§ Your task:
All lines holding the word "unrelated" should be located in the records and copied.

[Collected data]
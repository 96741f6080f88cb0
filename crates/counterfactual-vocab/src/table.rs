//! Tabular sources: in-memory tables, CSV/TSV and JSON lines readers.

use std::collections::HashMap;
use std::io::{BufRead, Read};

use crate::VocabError;
use crate::cell::{Cell, infer_column, parse_cell};

/// Row/column access to a table with named columns.
pub trait TabularSource {
    /// Column names, in column order.
    fn headers(&self) -> &[String];

    /// All values of one column, in row order.
    fn column(&self, index: usize) -> Vec<Cell>;

    /// Index of the column named `name`.
    fn column_index(&self, name: &str) -> Option<usize> {
        self.headers().iter().position(|h| h == name)
    }
}

/// An in-memory table. Short rows read as missing values.
#[derive(Debug, Clone, Default, PartialEq)]
pub struct Table {
    headers: Vec<String>,
    rows: Vec<Vec<Cell>>,
}

impl Table {
    pub fn new<I, S>(headers: I) -> Self
    where
        I: IntoIterator<Item = S>,
        S: Into<String>,
    {
        Self {
            headers: headers.into_iter().map(Into::into).collect(),
            rows: Vec::new(),
        }
    }

    pub fn push_row<I, C>(&mut self, row: I)
    where
        I: IntoIterator<Item = C>,
        C: Into<Cell>,
    {
        self.rows.push(row.into_iter().map(Into::into).collect());
    }

    /// Builder form of [`push_row`](Self::push_row).
    pub fn with_row<I, C>(mut self, row: I) -> Self
    where
        I: IntoIterator<Item = C>,
        C: Into<Cell>,
    {
        self.push_row(row);
        self
    }

    pub fn row_count(&self) -> usize {
        self.rows.len()
    }

    /// Re-type every column numerically where possible.
    fn infer_types(&mut self) {
        for index in 0..self.headers.len() {
            let column = infer_column(self.column(index));
            for (row, cell) in self.rows.iter_mut().zip(column) {
                if index < row.len() {
                    row[index] = cell;
                }
            }
        }
    }
}

impl TabularSource for Table {
    fn headers(&self) -> &[String] {
        &self.headers
    }

    fn column(&self, index: usize) -> Vec<Cell> {
        self.rows
            .iter()
            .map(|row| row.get(index).cloned().unwrap_or(Cell::Null))
            .collect()
    }
}

/// Read delimited text with a header row.
///
/// Missing-value markers (`""`, `NA`, `null`, ...) become [`Cell::Null`];
/// numeric columns are typed as integers or floats.
pub fn read_delimited<R: Read>(reader: R, delimiter: u8) -> Result<Table, VocabError> {
    let mut csv_reader = csv::ReaderBuilder::new()
        .delimiter(delimiter)
        .flexible(true)
        .from_reader(reader);

    let mut table = Table::new(csv_reader.headers()?.iter());
    for record in csv_reader.records() {
        let record = record?;
        table.push_row(record.iter().map(parse_cell));
    }
    table.infer_types();

    tracing::debug!(
        columns = table.headers.len(),
        rows = table.row_count(),
        "read delimited table"
    );
    Ok(table)
}

/// Read comma-separated text with a header row.
pub fn read_csv<R: Read>(reader: R) -> Result<Table, VocabError> {
    read_delimited(reader, b',')
}

/// Read one JSON object per line.
///
/// Columns are the union of keys in first-seen order; absent keys read as
/// missing. Blank lines are skipped.
pub fn read_json_lines<R: BufRead>(reader: R) -> Result<Table, VocabError> {
    let mut headers: Vec<String> = Vec::new();
    let mut index: HashMap<String, usize> = HashMap::new();
    let mut rows: Vec<Vec<(usize, Cell)>> = Vec::new();

    for (i, line) in reader.lines().enumerate() {
        let line = line?;
        if line.trim().is_empty() {
            continue;
        }
        let line_no = i + 1;
        let value: serde_json::Value = serde_json::from_str(&line)
            .map_err(|source| VocabError::Json { line: line_no, source })?;
        let serde_json::Value::Object(object) = value else {
            return Err(VocabError::NotAnObject { line: line_no });
        };

        let mut row = Vec::with_capacity(object.len());
        for (key, value) in object {
            let column = *index.entry(key.clone()).or_insert_with(|| {
                headers.push(key);
                headers.len() - 1
            });
            row.push((column, json_cell(value)));
        }
        rows.push(row);
    }

    let mut table = Table::new(headers);
    let width = table.headers.len();
    for row in rows {
        let mut cells = vec![Cell::Null; width];
        for (column, cell) in row {
            cells[column] = cell;
        }
        table.push_row(cells);
    }
    table.infer_types();

    tracing::debug!(
        columns = width,
        rows = table.row_count(),
        "read JSON lines table"
    );
    Ok(table)
}

fn json_cell(value: serde_json::Value) -> Cell {
    use serde_json::Value;
    match value {
        Value::Null => Cell::Null,
        Value::Bool(b) => Cell::Bool(b),
        Value::Number(n) => match (n.as_i64(), n.as_f64()) {
            (Some(i), _) if !n.is_f64() => Cell::Integer(i),
            (_, Some(x)) if n.is_f64() => Cell::Float(x),
            _ => Cell::Text(n.to_string()),
        },
        Value::String(s) => Cell::Text(s),
        other => Cell::Text(other.to_string()),
    }
}
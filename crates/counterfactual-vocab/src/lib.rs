//! Vocabulary loading from tabular sources.
//!
//! A vocabulary is one column of a table: every value is stringified and
//! lower-cased, in row order, with duplicates kept.
//!
//! # Sources
//!
//! - **CSV / TSV**: [`read_csv`], [`read_delimited`]
//! - **JSON lines**: [`read_json_lines`]
//! - **In memory**: [`Table`]
//!
//! [`load_path`] picks a reader from the file extension.

use std::fs::File;
use std::io::{self, BufReader};
use std::path::{Path, PathBuf};

use counterfactual_core::Vocabulary;

pub mod cell;
pub mod table;

pub use cell::Cell;
pub use table::{Table, TabularSource, read_csv, read_delimited, read_json_lines};

/// Errors from loading a vocabulary.
#[derive(Debug, thiserror::Error)]
pub enum VocabError {
    #[error("column '{column}' not found (available columns: {})", available.join(", "))]
    Schema {
        column: String,
        available: Vec<String>,
    },
    #[error("failed to open {}: {source}", path.display())]
    Open {
        path: PathBuf,
        #[source]
        source: io::Error,
    },
    #[error("I/O error: {0}")]
    Io(#[from] io::Error),
    #[error("CSV error: {0}")]
    Csv(#[from] csv::Error),
    #[error("invalid JSON on line {line}: {source}")]
    Json {
        line: usize,
        #[source]
        source: serde_json::Error,
    },
    #[error("line {line} is not a JSON object")]
    NotAnObject { line: usize },
}

/// File formats [`load_path`] understands.
#[derive(Debug, Clone, Copy, PartialEq, Eq)]
pub enum SourceFormat {
    Csv,
    Tsv,
    JsonLines,
}

impl SourceFormat {
    /// Guess from a file extension; anything unrecognized is read as CSV.
    pub fn from_path(path: &Path) -> Self {
        let ext = path
            .extension()
            .and_then(|e| e.to_str())
            .map(|e| e.to_ascii_lowercase());
        match ext.as_deref() {
            Some("tsv") | Some("tab") => SourceFormat::Tsv,
            Some("jsonl") | Some("ndjson") => SourceFormat::JsonLines,
            _ => SourceFormat::Csv,
        }
    }
}

/// Extract `column` from `source` as a normalized vocabulary.
///
/// Fails with [`VocabError::Schema`] if the column does not exist. An empty
/// column gives an empty vocabulary, which is not an error here.
///
/// # Example
///
/// ```
/// use counterfactual_vocab::{Cell, Table, load};
///
/// let table = Table::new(["word"])
///     .with_row([Cell::from("Bullish")])
///     .with_row([Cell::Integer(10)]);
/// let vocab = load(&table, "word").unwrap();
/// assert_eq!(vocab.entries(), ["bullish", "10"]);
/// ```
pub fn load<T: TabularSource + ?Sized>(source: &T, column: &str) -> Result<Vocabulary, VocabError> {
    let index = source
        .column_index(column)
        .ok_or_else(|| VocabError::Schema {
            column: column.to_string(),
            available: source.headers().to_vec(),
        })?;

    let vocab: Vocabulary = source
        .column(index)
        .iter()
        .map(Cell::to_string)
        .collect();

    if vocab.is_empty() {
        tracing::warn!(column, "vocabulary column has no rows");
    } else {
        tracing::debug!(
            column,
            entries = vocab.len(),
            distinct = vocab.distinct_len(),
            "loaded vocabulary"
        );
    }
    Ok(vocab)
}

/// Read a table from `path` in the given format.
pub fn read_path(path: &Path, format: SourceFormat) -> Result<Table, VocabError> {
    let file = File::open(path).map_err(|source| VocabError::Open {
        path: path.to_path_buf(),
        source,
    })?;
    let reader = BufReader::new(file);
    match format {
        SourceFormat::Csv => read_delimited(reader, b','),
        SourceFormat::Tsv => read_delimited(reader, b'\t'),
        SourceFormat::JsonLines => read_json_lines(reader),
    }
}

/// Load `column` from the file at `path`, choosing the reader by extension.
pub fn load_path(path: &Path, column: &str) -> Result<Vocabulary, VocabError> {
    let table = read_path(path, SourceFormat::from_path(path))?;
    load(&table, column)
}
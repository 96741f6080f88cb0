//! Table cells and their string forms.

use std::fmt;

/// Strings a dataframe reader treats as missing values.
const NA_VALUES: &[&str] = &[
    "", "#N/A", "#N/A N/A", "#NA", "-1.#IND", "-1.#QNAN", "-NaN", "-nan", "1.#IND", "1.#QNAN",
    "<NA>", "N/A", "NA", "NULL", "NaN", "None", "n/a", "nan", "null",
];

/// A single value in a tabular source.
#[derive(Debug, Clone, PartialEq)]
pub enum Cell {
    Text(String),
    Integer(i64),
    Float(f64),
    Bool(bool),
    Null,
}

impl Cell {
    pub fn is_null(&self) -> bool {
        matches!(self, Cell::Null)
    }
}

impl fmt::Display for Cell {
    /// Integers print in decimal, floats always carry a fractional part or
    /// an exponent (`3.0`, `1e+16`), booleans print as `true`/`false`, and
    /// missing values print as `nan`.
    fn fmt(&self, f: &mut fmt::Formatter<'_>) -> fmt::Result {
        match self {
            Cell::Text(s) => f.write_str(s),
            Cell::Integer(n) => write!(f, "{n}"),
            Cell::Float(x) => f.write_str(&float_repr(*x)),
            Cell::Bool(b) => write!(f, "{b}"),
            Cell::Null => f.write_str("nan"),
        }
    }
}

impl From<&str> for Cell {
    fn from(s: &str) -> Self {
        Cell::Text(s.to_string())
    }
}

impl From<String> for Cell {
    fn from(s: String) -> Self {
        Cell::Text(s)
    }
}

impl From<i64> for Cell {
    fn from(n: i64) -> Self {
        Cell::Integer(n)
    }
}

impl From<f64> for Cell {
    fn from(x: f64) -> Self {
        Cell::Float(x)
    }
}

impl From<bool> for Cell {
    fn from(b: bool) -> Self {
        Cell::Bool(b)
    }
}

fn float_repr(x: f64) -> String {
    if x.is_nan() {
        return "nan".to_string();
    }
    if x.is_infinite() {
        return if x > 0.0 { "inf" } else { "-inf" }.to_string();
    }

    let abs = x.abs();
    if abs >= 1e16 || (abs != 0.0 && abs < 1e-4) {
        let formatted = format!("{x:e}");
        let (mantissa, exponent) = formatted.split_once('e').unwrap_or((&formatted, "0"));
        let exponent: i32 = exponent.parse().unwrap_or(0);
        let sign = if exponent < 0 { '-' } else { '+' };
        return format!("{mantissa}e{sign}{:02}", exponent.abs());
    }
    if x.fract() == 0.0 {
        format!("{x:.1}")
    } else {
        format!("{x}")
    }
}

/// Build a cell from raw delimited text, without column context.
pub fn parse_cell(raw: &str) -> Cell {
    if NA_VALUES.contains(&raw) {
        Cell::Null
    } else {
        Cell::Text(raw.to_string())
    }
}

/// Give a column a single numeric type, the way a dataframe reader would.
///
/// - every non-null value is an integer and nothing is missing → integers
/// - every non-null value is numeric → floats (integers with gaps become floats)
/// - anything else → unchanged
pub fn infer_column(cells: Vec<Cell>) -> Vec<Cell> {
    let mut all_int = true;
    let mut all_numeric = true;
    let mut any_value = false;

    for cell in &cells {
        match cell {
            Cell::Null => all_int = false,
            Cell::Integer(_) => any_value = true,
            Cell::Float(_) => {
                any_value = true;
                all_int = false;
            }
            Cell::Text(s) => {
                any_value = true;
                if s.parse::<i64>().is_err() {
                    all_int = false;
                    if s.trim().parse::<f64>().is_err() {
                        all_numeric = false;
                    }
                }
            }
            Cell::Bool(_) => {
                any_value = true;
                all_int = false;
                all_numeric = false;
            }
        }
    }

    if !any_value || !all_numeric {
        return cells;
    }

    cells
        .into_iter()
        .map(|cell| match cell {
            Cell::Text(s) if all_int => s.parse().map(Cell::Integer).unwrap_or(Cell::Text(s)),
            Cell::Text(s) => s
                .trim()
                .parse()
                .map(Cell::Float)
                .unwrap_or(Cell::Text(s)),
            Cell::Integer(n) if !all_int => Cell::Float(n as f64),
            other => other,
        })
        .collect()
}

#[cfg(test)]
mod tests {
    use super::*;

    fn strings(cells: &[Cell]) -> Vec<String> {
        cells.iter().map(Cell::to_string).collect()
    }

    #[test]
    fn test_display() {
        assert_eq!(Cell::from("Bull").to_string(), "Bull");
        assert_eq!(Cell::Integer(42).to_string(), "42");
        assert_eq!(Cell::Float(3.0).to_string(), "3.0");
        assert_eq!(Cell::Float(2.5).to_string(), "2.5");
        assert_eq!(Cell::Float(1e16).to_string(), "1e+16");
        assert_eq!(Cell::Float(0.00001).to_string(), "1e-05");
        assert_eq!(Cell::Float(f64::NAN).to_string(), "nan");
        assert_eq!(Cell::Bool(true).to_string(), "true");
        assert_eq!(Cell::Null.to_string(), "nan");
    }

    #[test]
    fn test_parse_cell_missing_values() {
        assert_eq!(parse_cell(""), Cell::Null);
        assert_eq!(parse_cell("N/A"), Cell::Null);
        assert_eq!(parse_cell("null"), Cell::Null);
        assert_eq!(parse_cell("equity"), Cell::from("equity"));
    }

    #[test]
    fn test_integer_column() {
        let cells = infer_column(vec![parse_cell("007"), parse_cell("12")]);
        assert_eq!(strings(&cells), ["7", "12"]);
    }

    #[test]
    fn test_integer_column_with_gap_becomes_float() {
        let cells = infer_column(vec![parse_cell("1"), parse_cell(""), parse_cell("3")]);
        assert_eq!(strings(&cells), ["1.0", "nan", "3.0"]);
    }

    #[test]
    fn test_mixed_numeric_column() {
        let cells = infer_column(vec![parse_cell("1"), parse_cell("2.50")]);
        assert_eq!(strings(&cells), ["1.0", "2.5"]);
    }

    #[test]
    fn test_text_column_unchanged() {
        let cells = infer_column(vec![parse_cell("10"), parse_cell("revenue"), parse_cell("")]);
        assert_eq!(strings(&cells), ["10", "revenue", "nan"]);
    }

    #[test]
    fn test_all_null_column() {
        let cells = infer_column(vec![Cell::Null, Cell::Null]);
        assert_eq!(strings(&cells), ["nan", "nan"]);
    }
}
impl<T: Tokenizer> CounterfactualEngine<T> {
    pub fn new(tokenizer: T) -> Self {
        Self { tokenizer }
    }

    pub fn tokenizer(&self) -> &T {
        &self.tokenizer
    }

    pub fn tokenize(&self, sentence: &str) -> Vec<Token> {
        self.tokenizer.tokenize(sentence)
    }

    /// Replace every matching token with a random different vocabulary value.
    ///
    /// Returns the sentence unchanged when it has no tokens. Fails with
    /// [`CounterfactualError::EmptyVocabulary`] when there are tokens but
    /// nothing to sample from. A matching token whose only vocabulary value is
    /// itself is kept as-is.
    pub fn random_counterfactual(
        &self,
        sentence: &str,
        vocabulary: &Vocabulary,
        rng: &mut fastrand::Rng,
    ) -> Result<Counterfactual, CounterfactualError> {
        let tokens = self.tokenizer.tokenize(sentence);
        self.random_from_tokens(sentence, &tokens, vocabulary, rng)
    }

    /// [`random_counterfactual`](Self::random_counterfactual) over tokens the
    /// caller already produced for `sentence`.
    pub fn random_from_tokens(
        &self,
        sentence: &str,
        tokens: &[Token],
        vocabulary: &Vocabulary,
        rng: &mut fastrand::Rng,
    ) -> Result<Counterfactual, CounterfactualError> {
        if tokens.is_empty() {
            return Ok(Counterfactual::unchanged(sentence));
        }
        if vocabulary.is_empty() {
            return Err(CounterfactualError::EmptyVocabulary);
        }

        let mut words: Vec<&str> = Vec::with_capacity(tokens.len());
        let mut substitutions = Vec::new();

        for (position, token) in tokens.iter().enumerate() {
            if !vocabulary.contains(token.as_str()) {
                words.push(token.as_str());
                continue;
            }
            match vocabulary.sample_excluding(token.as_str(), rng) {
                Some(replacement) => {
                    substitutions.push(Substitution {
                        position,
                        original: token.as_str().to_string(),
                        replacement: replacement.to_string(),
                    });
                    words.push(replacement);
                }
                None => {
                    tracing::debug!(
                        token = token.as_str(),
                        "no distinct replacement in vocabulary, keeping token"
                    );
                    words.push(token.as_str());
                }
            }
        }

        Ok(Counterfactual {
            text: join_tokens(&words),
            substitutions,
        })
    }

    /// Text-only form of [`random_counterfactual`](Self::random_counterfactual).
    pub fn generate_random(
        &self,
        sentence: &str,
        vocabulary: &Vocabulary,
        rng: &mut fastrand::Rng,
    ) -> Result<String, CounterfactualError> {
        self.random_counterfactual(sentence, vocabulary, rng)
            .map(|cf| cf.text)
    }

    /// One counterfactual per vocabulary entry, in vocabulary order.
    ///
    /// Every matching token in a given output is replaced by the same entry.
    /// A sentence with no tokens yields a single unchanged result; an empty
    /// vocabulary yields no results.
    pub fn enumerate_counterfactuals(
        &self,
        sentence: &str,
        vocabulary: &Vocabulary,
    ) -> Vec<Counterfactual> {
        let tokens = self.tokenizer.tokenize(sentence);
        self.enumerate_from_tokens(sentence, &tokens, vocabulary)
    }

    /// [`enumerate_counterfactuals`](Self::enumerate_counterfactuals) over
    /// tokens the caller already produced for `sentence`.
    pub fn enumerate_from_tokens(
        &self,
        sentence: &str,
        tokens: &[Token],
        vocabulary: &Vocabulary,
    ) -> Vec<Counterfactual> {
        if tokens.is_empty() {
            return vec![Counterfactual::unchanged(sentence)];
        }

        let positions = matching_positions(tokens, vocabulary);
        tracing::debug!(
            tokens = tokens.len(),
            matches = positions.len(),
            entries = vocabulary.len(),
            "enumerating counterfactuals"
        );

        let mut words: Vec<&str> = tokens.iter().map(Token::as_str).collect();
        vocabulary
            .iter()
            .map(|candidate| {
                for &i in &positions {
                    words[i] = candidate.as_str();
                }
                Counterfactual {
                    text: join_tokens(&words),
                    substitutions: positions
                        .iter()
                        .map(|&i| Substitution {
                            position: i,
                            original: tokens[i].as_str().to_string(),
                            replacement: candidate.clone(),
                        })
                        .collect(),
                }
            })
            .collect()
    }

    /// Text-only form of [`enumerate_counterfactuals`](Self::enumerate_counterfactuals).
    pub fn generate_all(&self, sentence: &str, vocabulary: &Vocabulary) -> Vec<String> {
        self.enumerate_counterfactuals(sentence, vocabulary)
            .into_iter()
            .map(|cf| cf.text)
            .collect()
    }
}

#[cfg(test)]
mod tests {
    use super::*;
    use crate::TokenKind;

    /// Splits on anything that is not an ASCII letter or digit, and splits
    /// letter/digit boundaries. Enough to exercise the engine without the
    /// treebank rules.
    struct MockTokenizer;

    impl Tokenizer for MockTokenizer {
        fn tokenize(&self, sentence: &str) -> Vec<Token> {
            let mut tokens = Vec::new();
            let mut current = String::new();
            let mut kind = None;
            for c in sentence.chars() {
                let next = if c.is_ascii_alphabetic() {
                    Some(TokenKind::Alpha)
                } else if c.is_ascii_digit() {
                    Some(TokenKind::Numeric)
                } else {
                    None
                };
                if next != kind && !current.is_empty() {
                    tokens.push(Token::new(std::mem::take(&mut current), kind.unwrap()));
                }
                if next.is_some() {
                    current.push(c);
                }
                kind = next;
            }
            if let Some(kind) = kind {
                if !current.is_empty() {
                    tokens.push(Token::new(current, kind));
                }
            }
            tokens
        }
    }

    fn engine() -> CounterfactualEngine<MockTokenizer> {
        CounterfactualEngine::new(MockTokenizer)
    }

    #[test]
    fn test_enumeration_example() {
        let vocab = Vocabulary::new(["apple", "banana", "q3"]);
        let out = engine().generate_all("I like Q3 apple", &vocab);
        assert_eq!(
            out,
            vec!["I like Q 3 apple", "I like Q 3 banana", "I like Q 3 q3"]
        );
    }

    #[test]
    fn test_empty_sentence_returns_original() {
        let vocab = Vocabulary::new(["x", "y"]);
        let mut rng = fastrand::Rng::with_seed(0);
        assert_eq!(engine().generate_random("", &vocab, &mut rng).unwrap(), "");
        assert_eq!(engine().generate_all("", &vocab), vec![""]);
    }

    #[test]
    fn test_punctuation_only_returns_original() {
        let vocab = Vocabulary::new(["x", "y"]);
        let mut rng = fastrand::Rng::with_seed(0);
        assert_eq!(
            engine().generate_random(" ?! ... ", &vocab, &mut rng).unwrap(),
            " ?! ... "
        );
        assert_eq!(engine().generate_all("--", &vocab), vec!["--"]);
    }

    #[test]
    fn test_single_entry_vocabulary_terminates() {
        let vocab = Vocabulary::new(["x"]);
        let mut rng = fastrand::Rng::with_seed(5);
        let cf = engine().random_counterfactual("x", &vocab, &mut rng).unwrap();
        assert_eq!(cf.text, "x");
        assert!(cf.is_unchanged());
    }

    #[test]
    fn test_random_requires_vocabulary() {
        let vocab = Vocabulary::default();
        let mut rng = fastrand::Rng::with_seed(5);
        let err = engine()
            .generate_random("shares fell", &vocab, &mut rng)
            .unwrap_err();
        assert!(matches!(err, CounterfactualError::EmptyVocabulary));
    }

    #[test]
    fn test_empty_tokens_win_over_empty_vocabulary() {
        let vocab = Vocabulary::default();
        let mut rng = fastrand::Rng::with_seed(5);
        assert_eq!(engine().generate_random("...", &vocab, &mut rng).unwrap(), "...");
    }

    #[test]
    fn test_enumeration_empty_vocabulary_is_empty() {
        let vocab = Vocabulary::default();
        assert!(engine().generate_all("shares fell", &vocab).is_empty());
    }

    #[test]
    fn test_random_replacements_are_members_and_differ() {
        let vocab = Vocabulary::new(["rose", "fell", "surged", "Fell"]);
        let mut rng = fastrand::Rng::with_seed(11);
        for _ in 0..200 {
            let cf = engine()
                .random_counterfactual("Shares ROSE 5 percent, then fell.", &vocab, &mut rng)
                .unwrap();
            let words: Vec<&str> = cf.text.split(' ').collect();
            assert_eq!(words.len(), 6);
            assert_eq!(words[0], "Shares");
            assert_eq!(words[2], "5");
            assert_eq!(words[3], "percent");
            assert_eq!(words[4], "then");
            for (i, original) in [(1, "rose"), (5, "fell")] {
                assert!(vocab.contains(words[i]));
                assert_ne!(words[i], original);
            }
            assert_eq!(cf.substitutions.len(), 2);
            assert_eq!(cf.substitutions[0].position, 1);
            assert_eq!(cf.substitutions[0].original, "ROSE");
        }
    }

    #[test]
    fn test_random_draws_per_position() {
        // With two matching positions and several alternatives, a fixed seed
        // sequence should eventually give different replacements per position.
        let vocab = Vocabulary::new(["a", "b", "c", "d", "e", "f"]);
        let mut rng = fastrand::Rng::with_seed(1234);
        let differs = (0..100).any(|_| {
            let out = engine().generate_random("a a", &vocab, &mut rng).unwrap();
            let parts: Vec<&str> = out.split(' ').collect();
            parts[0] != parts[1]
        });
        assert!(differs);
    }

    #[test]
    fn test_random_is_deterministic_for_seed() {
        let vocab = Vocabulary::new(["bull", "bear", "flat", "volatile"]);
        let run = |seed| {
            let mut rng = fastrand::Rng::with_seed(seed);
            engine()
                .generate_random("bull market turned bear", &vocab, &mut rng)
                .unwrap()
        };
        assert_eq!(run(77), run(77));
    }

    #[test]
    fn test_enumeration_uses_same_entry_everywhere() {
        let vocab = Vocabulary::new(["gain", "loss", "gain"]);
        let out = engine().enumerate_counterfactuals("Gain after loss: 2 pct", &vocab);
        assert_eq!(out.len(), 3);
        assert_eq!(out[0].text, "gain after gain 2 pct");
        assert_eq!(out[1].text, "loss after loss 2 pct");
        assert_eq!(out[2].text, out[0].text);
        assert_eq!(out[1].substitutions.len(), 2);
        assert!(out[1].substitutions.iter().all(|s| s.replacement == "loss"));
    }

    #[test]
    fn test_enumeration_without_matches_repeats_sentence() {
        let vocab = Vocabulary::new(["alpha", "beta"]);
        let out = engine().generate_all("Nothing matches here.", &vocab);
        assert_eq!(out, vec!["Nothing matches here", "Nothing matches here"]);
    }

    #[test]
    fn test_from_tokens_skips_tokenizer() {
        // Tokens that the mock tokenizer would never produce for this text
        let tokens = vec![Token::alpha("profit"), Token::numeric("7")];
        let vocab = Vocabulary::new(["profit", "loss"]);

        let out = engine().enumerate_from_tokens("unrelated text", &tokens, &vocab);
        let texts: Vec<&str> = out.iter().map(|cf| cf.text.as_str()).collect();
        assert_eq!(texts, ["profit 7", "loss 7"]);

        let mut rng = fastrand::Rng::with_seed(9);
        let cf = engine()
            .random_from_tokens("unrelated text", &tokens, &vocab, &mut rng)
            .unwrap();
        assert_eq!(cf.text, "loss 7");
        assert_eq!(cf.substitutions[0].original, "profit");
    }

    #[test]
    fn test_from_tokens_matches_sentence_form() {
        let vocab = Vocabulary::new(["gain", "loss", "flat"]);
        let sentence = "Gain turned to loss in Q4";
        let tokens = engine().tokenize(sentence);

        assert_eq!(
            engine().enumerate_from_tokens(sentence, &tokens, &vocab),
            engine().enumerate_counterfactuals(sentence, &vocab)
        );

        let mut a = fastrand::Rng::with_seed(31);
        let mut b = fastrand::Rng::with_seed(31);
        assert_eq!(
            engine().random_from_tokens(sentence, &tokens, &vocab, &mut a).unwrap(),
            engine().random_counterfactual(sentence, &vocab, &mut b).unwrap()
        );
    }

    #[test]
    fn test_from_tokens_empty_is_unchanged() {
        let vocab = Vocabulary::default();
        let mut rng = fastrand::Rng::with_seed(1);
        let cf = engine().random_from_tokens("--", &[], &vocab, &mut rng).unwrap();
        assert_eq!(cf, Counterfactual::unchanged("--"));
        assert_eq!(
            engine().enumerate_from_tokens("--", &[], &vocab),
            vec![Counterfactual::unchanged("--")]
        );
    }

    #[test]
    fn test_random_weights_duplicate_entries() {
        let vocab = Vocabulary::new(["cut", "hike", "hike", "hike", "hold"]);
        let mut rng = fastrand::Rng::with_seed(404);
        let hikes = (0..4000)
            .filter(|_| engine().generate_random("cut", &vocab, &mut rng).unwrap() == "hike")
            .count();
        let share = hikes as f64 / 4000.0;
        assert!((0.70..0.80).contains(&share), "share of hike was {share}");
    }

    #[test]
    fn test_matching_positions() {
        let tokens = MockTokenizer.tokenize("EPS beat by 3 cents");
        let vocab = Vocabulary::new(["eps", "cents", "3"]);
        assert_eq!(matching_positions(&tokens, &vocab), vec![0, 3, 4]);
    }
}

§ Finished exercise:
        let out = engine().enumerate_from_tokens("unrelated text", &tokens, &vocab);
            .random_from_tokens("unrelated text", &tokens, &vocab, &mut rng)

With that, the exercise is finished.